Rome Ending Cobblestone Era

I loved those stones. My heels would always get caught between the cracks, teetering between taking the next step and permanent disability. But there was something awfully romantic about treading on the same stones as Julius Caesar, and likely, Cleopatra, when the two of them would head out for a pizza.

I made the mistake today of finally checking up that one blog that Jason showed me, from the girl in San Francisco who has been blogging the whole Bar exam experience. It's her first time, and from what I read, undoubtedly her last and only. Her level of preparation is daunting and evokes all kinds of nausea and fear for a veteran like me. I suppose, across three attempts ("substantial step that goes beyond mere preparation"), I have done as much as her, and probably more. But I don't know. It all feels like a big blur at this point. I know I logged in many cold, lonely hours sitting at the most deserted parts of the library.
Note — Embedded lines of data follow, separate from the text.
//! HTTP Transfer Layer
//!
//! This module handles the HTTP side of a job:
//! - Client construction with timeouts, redirects and proxy support
//! - Size and range-support probing via HEAD
//! - Byte-range segment planning
//! - Per-segment fetch workers writing into the shared output file

pub mod connection;
pub mod probe;
pub mod segment;
pub mod worker;

pub use connection::ConnectionPool;
pub use probe::{extract_filename_from_url, probe_server, ServerCapabilities};
pub use segment::{plan_segments, Segment};
pub use worker::{SegmentWorker, WorkerContext, WorkerExit};
impl JobController {
    async fn run(self) -> DownloadOutcome {
        let shared = Arc::clone(&self.shared);
        let (url, segment_count) = {
            let job = shared.job.read();
            (job.url.clone(), job.segment_count)
        };

        shared.transition(|s| s == JobState::Idle, JobState::Probing);

        let mut control = shared.control.subscribe();
        let probed = tokio::select! {
            probed = probe_server(self.pool.client(), &url, self.pool.user_agent()) => probed,
            _ = control.stopped() => return DownloadOutcome::Stopped,
        };
        let capabilities = match probed {
            Ok(capabilities) => capabilities,
            Err(reason) => return DownloadOutcome::Failed { reason },
        };

        let total_size = capabilities.total_size();
        shared.job.write().total_size = total_size;

        let requested = if capabilities.supports_range {
            segment_count
        } else {
            if segment_count > 1 {
                tracing::debug!(
                    "Download {}: server does not accept ranges, using one segment",
                    shared.id
                );
            }
            1
        };
        let segments = plan_segments(total_size, requested);

        if total_size > 0 {
            if let Err(reason) = self.output.preallocate(total_size).await {
                return DownloadOutcome::Failed { reason };
            }
        }

        let progress = Arc::new(ProgressAggregator::new(total_size, segments.len()));
        self.progress_tx.send_replace(progress.snapshot(0));

        shared.begin_transfer();

        tracing::debug!(
            "Download {}: {} bytes in {} segment(s)",
            shared.id,
            total_size,
            segments.len()
        );

        let ctx = WorkerContext {
            pool: Arc::clone(&self.pool),
            url,
            output: self.output.clone(),
            progress: Arc::clone(&progress),
            chunk_size: self.config.chunk_size,
            ranged: segments.len() > 1,
        };

        let mut workers = JoinSet::new();
        for segment in segments {
            let guard = WorkerGuard::new(Arc::clone(&shared));
            let worker = SegmentWorker::new(ctx.clone(), segment, shared.control.subscribe());
            workers.spawn(async move {
                let _guard = guard;
                worker.run().await
            });
        }
        drop(ctx);

        let mut ticker =
            tokio::time::interval(Duration::from_millis(self.config.progress_interval_ms));
        ticker.set_missed_tick_behavior(MissedTickBehavior::Delay);

        let mut first_error: Option<EngineError> = None;
        let mut cancelled = false;

        loop {
            tokio::select! {
                joined = workers.join_next() => {
                    let result = match joined {
                        None => break,
                        Some(Ok(result)) => result,
                        Some(Err(e)) => Err(EngineError::Internal(format!("Segment task panicked: {}", e))),
                    };
                    match result {
                        Ok(WorkerExit::Completed) => {}
                        Ok(WorkerExit::Cancelled) => cancelled = true,
                        Err(e) => {
                            tracing::warn!("Download {}: {}", shared.id, e);
                            if first_error.is_none() {
                                // A missing range makes the file unusable; stop the rest
                                shared.control.stop();
                                first_error = Some(e);
                            }
                        }
                    }
                }
                _ = ticker.tick() => self.publish(&progress),
            }
        }

        self.publish(&progress);

        if let Some(reason) = first_error {
            return DownloadOutcome::Failed { reason };
        }
        if cancelled {
            return DownloadOutcome::Stopped;
        }

        if let Err(e) = self.output.sync().await {
            return DownloadOutcome::Failed {
                reason: EngineError::storage(
                    StorageErrorKind::Io,
                    self.output.path(),
                    e.to_string(),
                ),
            };
        }
        DownloadOutcome::Completed
    }

    fn publish(&self, progress: &ProgressAggregator) {
        let snapshot = progress.snapshot(self.shared.active_workers.load(Ordering::SeqCst));
        self.progress_tx.send_replace(snapshot.clone());
        let _ = self.shared.event_tx.send(DownloadEvent::Progress {
            id: self.shared.id,
            progress: snapshot,
        });
    }
}

/// Reject empty, unparseable and non-HTTP URLs
fn validate_url(url: &str) -> Result<Url> {
    let url = url.trim();
    if url.is_empty() {
        return Err(EngineError::invalid_input("url", "URL is empty"));
    }
    let parsed = Url::parse(url)?;
    match parsed.scheme() {
        "http" | "https" => Ok(parsed),
        scheme => Err(EngineError::invalid_input(
            "url",
            format!("Unsupported scheme: {}", scheme),
        )),
    }
}

/// Turn the caller's destination into a file path
fn resolve_destination(dest: &Path, url: &str) -> Result<PathBuf> {
    if dest.as_os_str().is_empty() {
        return Err(EngineError::invalid_input(
            "dest_path",
            "Destination is empty",
        ));
    }
    if !dest.is_dir() {
        return Ok(dest.to_path_buf());
    }

    let filename =
        extract_filename_from_url(url).unwrap_or_else(|| FALLBACK_FILENAME.to_string());

    // Validate filename for path traversal attacks
    for component in Path::new(&filename).components() {
        match component {
            Component::ParentDir => {
                return Err(EngineError::invalid_input(
                    "dest_path",
                    "Invalid filename: contains parent directory reference (..)",
                ));
            }
            Component::RootDir | Component::Prefix(_) => {
                return Err(EngineError::invalid_input(
                    "dest_path",
                    "Invalid filename: contains absolute path",
                ));
            }
            _ => {}
        }
    }

    Ok(dest.join(filename))
}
Across San Diego and Los Angeles, no less. But those moments have fizzled into the air, in absentia, as the Bar exam has the unique ability to make time well spent, no time spent at all.

But you know, here we go, and it's OK. Today, I did a precious lot. Managed to get to the UCLA library pretty early and knock out a few MBEs. Took the bus around Westwood and had some Hawaiian at Ono. Packed it all up, said bye to Dozie, and crept along the 405, 101, and 134 until I was checked in here on Fair Oaks Avenue. Then laid by the pool, weighing whether or not I should waste another second preparing for the performance tests, with checklists in hand. (Natalia: "I decided the time I would use studying for PTs was better spent getting my hair done.") Meandered around Pasadena, just to do the dry-run walk to the testing center, and charted out tomorrow morning's path, stopping for a little Indian on the way back. Reviewed enough criminal procedure until I was bored to tears, and then brought corporations down to the hot tub to soak with me. Bar examiners, if you present me with a trusts question tomorrow, I will meet you in February 2006.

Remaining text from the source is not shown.